(embargada) David Beckham reconoce que es un "sentimental"

El futbolista inglés David Beckham, conocido tanto por su habilidad con el balón como por ser un icono de la moda, ha reconocido sin reparos que es, ha sido y siempre será un "sentimental". El ex jugador del Real Madrid y actualmente en las filas del club estadounidense Los Angeles Galaxy hizo esta confesión en un programa que emitirá el canal de televisión británico ITV1 el próximo martes con el nombre de: "David Beckham: nuevos comienzos". El futbolista aparece relajado y no tiene ningún pudor en admitir que tiene la "lágrima fácil", además de revelar la intención que tienen tanto él como su esposa, la "Spice Girl" Victoria Beckham, de aumentar la familia con "uno o dos" niños más. Preguntado sobre si se considera una persona emotiva, Beckham no dudó en confesar que "sin duda". "Igual estoy en casa viendo una película que ni siquiera es triste y de repente tengo a Victoria preguntándome si estoy llorando", explicó el jugador, que además matizó que no sólo era "sentimental" en casa, sino que también lo era "en el trabajo". "Así es como soy, como he sido siempre y como seré", dijo Beckham.

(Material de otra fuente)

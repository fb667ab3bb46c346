//! Big-endian binary layout of a record file.
//!
//! ```text
//! magic "DSHK"  version u16
//! tournament_number u32  seed u64  n u8  hands_per_level u32
//! ai_types[n] i8  finishing_order[n] u8  game_eliminated[n] i32 (-1 winner)
//! num_games u32
//! num_games × hand:
//!   index u32  level u32  small u32  big u32  button u8
//!   stacks[n] i32
//!   dealt u8 × (seat u8, card u8, card u8)
//!   board u8 × card u8
//!   pots u8 × i32
//!   actions u16 × (seat u8, action u32)
//!   deltas[n] i32
//! ```
//!
//! The summary block comes first so it can be read without the hand log.
use super::*;
use crate::Chips;
use crate::MAGIC;
use crate::MAX_PLAYERS;
use crate::VERSION;
use crate::cards::*;
use crate::gameplay::*;
use crate::policy::AiType;
use byteorder::BE;
use byteorder::ReadBytesExt;
use byteorder::WriteBytesExt;
use std::io::Read;
use std::io::Write;

fn invalid<S: Into<String>>(reason: S) -> std::io::Error {
    std::io::Error::new(std::io::ErrorKind::InvalidData, reason.into())
}

fn seat<R: Read>(r: &mut R, n: usize) -> std::io::Result<usize> {
    match r.read_u8()? as usize {
        s if s < n => Ok(s),
        s => Err(invalid(format!("seat {} out of {}", s, n))),
    }
}

fn card<R: Read>(r: &mut R) -> std::io::Result<Card> {
    Card::try_from(r.read_u8()?).map_err(invalid)
}

fn chips<R: Read>(r: &mut R, n: usize) -> std::io::Result<Vec<Chips>> {
    (0..n).map(|_| r.read_i32::<BE>()).collect()
}

impl Summary {
    pub fn encode<W: Write>(&self, w: &mut W) -> std::io::Result<()> {
        w.write_all(&MAGIC)?;
        w.write_u16::<BE>(VERSION)?;
        w.write_u32::<BE>(self.tournament_number)?;
        w.write_u64::<BE>(self.random_seed)?;
        w.write_u8(self.initial_player_count as u8)?;
        w.write_u32::<BE>(self.hands_per_level)?;
        for tag in self.ai_types.iter() {
            w.write_i8(i8::from(*tag))?;
        }
        for rank in self.finishing_order.iter() {
            w.write_u8(*rank)?;
        }
        for eliminated in self.game_eliminated.iter() {
            w.write_i32::<BE>(eliminated.map(|e| e as i32).unwrap_or(-1))?;
        }
        w.write_u32::<BE>(self.num_games)?;
        Ok(())
    }
    /// Reads and validates the summary block.
    pub fn decode<R: Read>(r: &mut R) -> std::io::Result<Self> {
        let ref mut magic = [0u8; 4];
        r.read_exact(magic)?;
        if *magic != MAGIC {
            return Err(invalid(format!("bad magic {:?}", magic)));
        }
        match r.read_u16::<BE>()? {
            VERSION => {}
            v => return Err(invalid(format!("unsupported version {}", v))),
        }
        let tournament_number = r.read_u32::<BE>()?;
        let random_seed = r.read_u64::<BE>()?;
        let n = match r.read_u8()? as usize {
            n if (2..=MAX_PLAYERS).contains(&n) => n,
            n => return Err(invalid(format!("{} players", n))),
        };
        let hands_per_level = r.read_u32::<BE>()?;
        let ai_types = (0..n)
            .map(|_| r.read_i8())
            .collect::<std::io::Result<Vec<i8>>>()?
            .into_iter()
            .map(|t| AiType::try_from(t as i32).map_err(|e| invalid(e.to_string())))
            .collect::<std::io::Result<Vec<AiType>>>()?;
        let finishing_order = (0..n)
            .map(|_| r.read_u8())
            .collect::<std::io::Result<Vec<u8>>>()?;
        let game_eliminated = (0..n)
            .map(|_| r.read_i32::<BE>())
            .collect::<std::io::Result<Vec<i32>>>()?
            .into_iter()
            .map(|e| match e {
                -1 => Ok(None),
                e if e >= 0 => Ok(Some(e as u32)),
                e => Err(invalid(format!("elimination index {}", e))),
            })
            .collect::<std::io::Result<Vec<Option<u32>>>>()?;
        let num_games = r.read_u32::<BE>()?;
        let summary = Self {
            tournament_number,
            random_seed,
            initial_player_count: n,
            hands_per_level,
            ai_types,
            finishing_order,
            game_eliminated,
            num_games,
        };
        summary.validate().map_err(invalid)?;
        Ok(summary)
    }
}

impl HandRecord {
    pub fn encode<W: Write>(&self, w: &mut W) -> std::io::Result<()> {
        w.write_u32::<BE>(self.index)?;
        w.write_u32::<BE>(self.level)?;
        w.write_u32::<BE>(self.small as u32)?;
        w.write_u32::<BE>(self.big as u32)?;
        w.write_u8(self.button as u8)?;
        for stack in self.stacks.iter() {
            w.write_i32::<BE>(*stack)?;
        }
        w.write_u8(self.dealt.len() as u8)?;
        for (seat, hole) in self.dealt.iter() {
            let (hi, lo) = hole.cards();
            w.write_u8(*seat as u8)?;
            w.write_u8(u8::from(hi))?;
            w.write_u8(u8::from(lo))?;
        }
        w.write_u8(self.board.cards().len() as u8)?;
        for card in self.board.cards() {
            w.write_u8(u8::from(*card))?;
        }
        w.write_u8(self.pots.len() as u8)?;
        for pot in self.pots.iter() {
            w.write_i32::<BE>(*pot)?;
        }
        w.write_u16::<BE>(self.actions.len() as u16)?;
        for (seat, action) in self.actions.iter() {
            w.write_u8(*seat as u8)?;
            w.write_u32::<BE>(u32::from(*action))?;
        }
        for delta in self.deltas.iter() {
            w.write_i32::<BE>(*delta)?;
        }
        Ok(())
    }
    pub fn decode<R: Read>(r: &mut R, n: usize) -> std::io::Result<Self> {
        let index = r.read_u32::<BE>()?;
        let level = r.read_u32::<BE>()?;
        let small = r.read_u32::<BE>()? as Chips;
        let big = r.read_u32::<BE>()? as Chips;
        let button = seat(r, n)?;
        let stacks = chips(r, n)?;
        let dealt = (0..r.read_u8()?)
            .map(|_| -> std::io::Result<(usize, Hole)> {
                let seat = seat(r, n)?;
                let hi = card(r)?;
                let lo = card(r)?;
                match hi == lo {
                    true => Err(invalid(format!("seat {} dealt {} twice", seat, hi))),
                    false => Ok((seat, Hole::from((hi, lo)))),
                }
            })
            .collect::<std::io::Result<Vec<_>>>()?;
        let board = match r.read_u8()? as usize {
            k @ (0 | 3 | 4 | 5) => (0..k)
                .map(|_| card(r))
                .collect::<std::io::Result<Vec<Card>>>()
                .map(Board::from)?,
            k => return Err(invalid(format!("board of {} cards", k))),
        };
        let pots = (0..r.read_u8()?)
            .map(|_| r.read_i32::<BE>())
            .collect::<std::io::Result<Vec<Chips>>>()?;
        let actions = (0..r.read_u16::<BE>()?)
            .map(|_| -> std::io::Result<(usize, Action)> {
                let seat = seat(r, n)?;
                let action = Action::try_from(r.read_u32::<BE>()?).map_err(invalid)?;
                Ok((seat, action))
            })
            .collect::<std::io::Result<Vec<_>>>()?;
        let deltas = chips(r, n)?;
        Ok(Self {
            index,
            level,
            small,
            big,
            button,
            stacks,
            dealt,
            board,
            pots,
            actions,
            deltas,
        })
    }
}

impl TournamentRecord {
    pub fn encode<W: Write>(&self, w: &mut W) -> std::io::Result<()> {
        self.summary().encode(w)?;
        for hand in self.hands.iter() {
            hand.encode(w)?;
        }
        Ok(())
    }
    /// Reads a whole record and rejects trailing bytes.
    pub fn decode<R: Read>(r: &mut R) -> std::io::Result<Self> {
        let summary = Summary::decode(r)?;
        let n = summary.initial_player_count;
        let mut hands = Vec::with_capacity((summary.num_games as usize).min(1 << 12));
        for i in 0..summary.num_games {
            let hand = HandRecord::decode(r, n)?;
            if hand.index != i {
                return Err(invalid(format!("hand {} stored at {}", hand.index, i)));
            }
            hands.push(hand);
        }
        if r.read(&mut [0u8; 1])? > 0 {
            return Err(invalid("trailing bytes after last hand"));
        }
        Ok(Self {
            number: summary.tournament_number,
            seed: summary.random_seed,
            hands_per_level: summary.hands_per_level,
            ai_types: summary.ai_types,
            finishing_order: summary.finishing_order,
            game_eliminated: summary.game_eliminated,
            hands,
        })
    }
    pub fn to_bytes(&self) -> std::io::Result<Vec<u8>> {
        let mut bytes = Vec::new();
        self.encode(&mut bytes)?;
        Ok(bytes)
    }
}

#[cfg(test)]
mod tests {
    use super::*;

    fn record() -> TournamentRecord {
        let hand = |index: u32, deltas: Vec<Chips>, stacks: Vec<Chips>| HandRecord {
            index,
            level: 0,
            small: 25,
            big: 50,
            button: index as usize % 2,
            stacks,
            dealt: vec![
                (0, Hole::try_from("As Kd").unwrap()),
                (1, Hole::try_from("7c 2d").unwrap()),
            ],
            board: Board::from(vec![
                Card::try_from("2h").unwrap(),
                Card::try_from("3h").unwrap(),
                Card::try_from("4s").unwrap(),
                Card::try_from("9c").unwrap(),
                Card::try_from("Jh").unwrap(),
            ]),
            pots: vec![100],
            actions: vec![
                (0, Action::Blind(25)),
                (1, Action::Blind(50)),
                (0, Action::Call(25)),
                (1, Action::Check),
            ],
            deltas,
        };
        TournamentRecord {
            number: 12,
            seed: 0xDEADBEEF,
            hands_per_level: 20,
            ai_types: vec![AiType::Random, AiType::NeuralNet],
            finishing_order: vec![1, 2],
            game_eliminated: vec![None, Some(1)],
            hands: vec![
                hand(0, vec![50, -50], vec![5000, 5000]),
                hand(1, vec![4950, -4950], vec![5050, 4950]),
            ],
        }
    }

    #[test]
    fn record_survives_encoding() {
        let record = record();
        let bytes = record.to_bytes().unwrap();
        assert_eq!(&bytes[..4], b"DSHK");
        let decoded = TournamentRecord::decode(&mut bytes.as_slice()).unwrap();
        assert_eq!(decoded, record);
        assert_eq!(decoded.to_bytes().unwrap(), bytes);
    }

    #[test]
    fn summary_reads_without_hands() {
        let record = record();
        let bytes = record.to_bytes().unwrap();
        let summary = Summary::decode(&mut bytes.as_slice()).unwrap();
        assert_eq!(summary, record.summary());
    }

    #[test]
    fn truncation_is_detected() {
        let bytes = record().to_bytes().unwrap();
        let cut = &bytes[..bytes.len() - 3];
        assert!(TournamentRecord::decode(&mut &cut[..]).is_err());
        let mut extra = bytes.clone();
        extra.push(0);
        assert!(TournamentRecord::decode(&mut extra.as_slice()).is_err());
    }

    #[test]
    fn wrong_version_is_rejected() {
        let mut bytes = record().to_bytes().unwrap();
        bytes[5] = 99;
        let err = Summary::decode(&mut bytes.as_slice()).unwrap_err();
        assert_eq!(err.kind(), std::io::ErrorKind::InvalidData);
    }
}
use super::*;
use crate::Error;
use crate::policy::AiType;
use crate::policy::Dispatcher;
use crate::policy::Mlp;
use crate::tournament::Runner;
use rayon::prelude::*;
use std::any::Any;
use std::panic::AssertUnwindSafe;
use std::path::Path;
use std::sync::Arc;

/// Fans a batch out over a bounded worker pool.
///
/// Configuration errors come back as `Err` before anything is written.
/// Everything after that is per tournament and ends up in the [`Report`].
pub struct Scheduler;

impl Scheduler {
    /// Validates, loads NeuralNet weights if configured, and runs the batch.
    pub fn run(config: &BatchConfig) -> crate::Result<Report> {
        let tags = config.validate()?;
        let dispatcher = match config.weights.as_ref() {
            Some(path) => Dispatcher::new(Arc::new(Mlp::from_file(path)?)),
            None => Dispatcher::default(),
        };
        Self::launch(config, &tags, &dispatcher)
    }

    /// Same as [`Scheduler::run`] with a caller-supplied dispatcher.
    pub fn run_with(config: &BatchConfig, dispatcher: &Dispatcher) -> crate::Result<Report> {
        let tags = config.validate()?;
        Self::launch(config, &tags, dispatcher)
    }

    fn launch(config: &BatchConfig, tags: &[AiType], dispatcher: &Dispatcher) -> crate::Result<Report> {
        let dir = config.output_directory.as_path();
        std::fs::create_dir_all(dir).map_err(|e| {
            Error::InvalidConfiguration(format!("cannot create {}: {}", dir.display(), e))
        })?;
        let pool = rayon::ThreadPoolBuilder::new()
            .num_threads(config.num_processors)
            .build()
            .map_err(|e| Error::InvalidConfiguration(format!("worker pool: {}", e)))?;
        log::info!(
            "[batch] {} tournaments of {} players on {} workers into {}",
            config.num_tournaments(),
            config.num_players,
            config.num_processors,
            dir.display()
        );
        let start = std::time::Instant::now();
        let report = pool.install(|| {
            config
                .seeds
                .par_iter()
                .enumerate()
                .map(|(i, seed)| {
                    let runner = Runner::new(i as u32, *seed, tags.to_vec(), config.hands_per_level)
                        .debug(config.debug);
                    Self::work(&runner, dispatcher, dir)
                })
                .collect::<Vec<_>>()
                .into_iter()
                .collect::<Report>()
        });
        log::info!("[batch] {} in {:?}", report, start.elapsed());
        Ok(report)
    }

    /// Plays and persists one tournament. The worker is not released until
    /// the record is on disk.
    fn work(runner: &Runner, dispatcher: &Dispatcher, dir: &Path) -> Result<u32, (u32, String)> {
        let number = runner.number();
        let outcome = std::panic::catch_unwind(AssertUnwindSafe(|| {
            runner.run(dispatcher).and_then(|record| {
                let path = record.write(dir)?;
                Ok((record, path))
            })
        }));
        let outcome = match outcome {
            Ok(result) => result.map_err(|e| e.to_string()),
            Err(payload) => Err(format!("panicked: {}", Self::reason(payload.as_ref()))),
        };
        match outcome {
            Ok((record, path)) => {
                log::info!(
                    "[batch] tournament {} seed {} done in {} hands -> {}",
                    number,
                    runner.seed(),
                    record.num_games(),
                    path.display()
                );
                Ok(number)
            }
            Err(e) => {
                log::warn!("[batch] tournament {} seed {} failed: {}", number, runner.seed(), e);
                Err((number, e))
            }
        }
    }

    fn reason(payload: &(dyn Any + Send)) -> &str {
        payload
            .downcast_ref::<&str>()
            .copied()
            .or_else(|| payload.downcast_ref::<String>().map(String::as_str))
            .unwrap_or("unknown cause")
    }
}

Otra de las revelaciones del futbolista tuvo que ver con su familia. Aunque el matrimonio tiene ya tres retoños -Brooklyn, de ocho años, Romeo, de cuatro y Cruz, de dos-, a la conocida pareja, habituales en las portadas de la prensa rosa, le gustaría incrementar ese número. "Me encantaría tener una niña, pero tenemos la suerte de tener tres niños maravillosos y si tenemos la suerte de tener otro u otros dos más sería una bendición", señaló el jugador. Además, para corroborar que también es una persona muy familiar, Beckham aseguró que nada le hacía sentir mejor que "llegar a casa, ver a los niños y pasar tiempo con ellos". "No hay nada mejor en el mundo y los que son padres saben de lo que hablo", observó el también ex capitán de la selección inglesa. Sobre su decisión de dejar el Real Madrid para fichar por el equipo norteamericano y mudarse a los Estados Unidos, dijo que estaba convencido de que su partida a América sería "divertida", que en lo deportivo "trataría de llevar el fútbol a otra dimensión" en ese país, y que el traslado sería "genial" para toda la familia.